[[ Excerpted records, beginning ]]
use crate::error::TaskError;

use std::fmt;
use std::future::Future;
use std::pin::Pin;
use std::sync::atomic::{AtomicU64, Ordering as AtomicOrdering};

use fibre::oneshot;

lazy_static::lazy_static! {
  static ref NEXT_TASK_ID_COUNTER: AtomicU64 = AtomicU64::new(0);
}

/// The future a task produces once the pool admits it.
pub type TaskFuture<T, E> = Pin<Box<dyn Future<Output = Result<T, E>> + Send + 'static>>;

/// The outcome a task's handle and the global listeners observe.
pub type TaskOutcome<T, E> = Result<T, TaskError<E>>;

/// Process-unique identifier of a task, assigned when it is enqueued.
#[derive(Debug, Clone, Copy, PartialEq, Eq, Hash, PartialOrd, Ord)]
pub struct TaskId(u64);

impl TaskId {
  pub(crate) fn next() -> Self {
    TaskId(NEXT_TASK_ID_COUNTER.fetch_add(1, AtomicOrdering::Relaxed))
  }

  pub fn as_u64(&self) -> u64 {
    self.0
  }
}

impl fmt::Display for TaskId {
  fn fmt(&self, f: &mut fmt::Formatter<'_>) -> fmt::Result {
    write!(f, "{}", self.0)
  }
}

/// A deferred unit of asynchronous work.
///
/// The wrapped operation is only called when the pool admits the task, so
/// nothing runs while the task sits in the pending queue.
pub struct Task<T, E> {
  op: Box<dyn FnOnce() -> TaskFuture<T, E> + Send + 'static>,
}

impl<T, E> Task<T, E> {
  pub fn new<F, Fut>(op: F) -> Self
  where
    F: FnOnce() -> Fut + Send + 'static,
    Fut: Future<Output = Result<T, E>> + Send + 'static,
  {
    Self {
      op: Box::new(move || Box::pin(op()) as TaskFuture<T, E>),
    }
  }

  pub(crate) fn invoke(self) -> TaskFuture<T, E> {
    (self.op)()
  }
}

impl<T, E> fmt::Debug for Task<T, E> {
  fn fmt(&self, f: &mut fmt::Formatter<'_>) -> fmt::Result {
    f.debug_struct("Task").finish_non_exhaustive()
  }
}

/// Internal representation of a task owned by the pool.
pub(crate) struct ManagedTask<T: Send + 'static, E: Send + 'static> {
  pub(crate) task_id: TaskId,
  pub(crate) task: Task<T, E>,
  pub(crate) result_sender: Option<oneshot::Sender<TaskOutcome<T, E>>>, // None for tasks seeded through the config
}

impl<T: Send + 'static, E: Send + 'static> ManagedTask<T, E> {
  pub(crate) fn new(task: Task<T, E>, result_sender: Option<oneshot::Sender<TaskOutcome<T, E>>>) -> Self {
    Self {
      task_id: TaskId::next(),
      task,
      result_sender,
    }
  }
}

impl<T: Send + 'static, E: Send + 'static> fmt::Debug for ManagedTask<T, E> {
  fn fmt(&self, f: &mut fmt::Formatter<'_>) -> fmt::Result {
    f.debug_struct("ManagedTask")
      .field("task_id", &self.task_id)
      .field("has_handle", &self.result_sender.is_some())
      .finish_non_exhaustive()
  }
}

/// Message a finished task sends to the pool's coordinator.
pub(crate) struct Completion<T: Send + 'static, E: Send + 'static> {
  pub(crate) task_id: TaskId,
  pub(crate) outcome: TaskOutcome<T, E>,
  pub(crate) result_sender: Option<oneshot::Sender<TaskOutcome<T, E>>>,
}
[[ Excerpted records, end ]]
Exercise goal: Scan the lines above for the word "TaskFuture". Return each one that has it.

Solution:
pub type TaskFuture<T, E> = Pin<Box<dyn Future<Output = Result<T, E>> + Send + 'static>>;
  op: Box<dyn FnOnce() -> TaskFuture<T, E> + Send + 'static>,
      op: Box::new(move || Box::pin(op()) as TaskFuture<T, E>),
  pub(crate) fn invoke(self) -> TaskFuture<T, E> {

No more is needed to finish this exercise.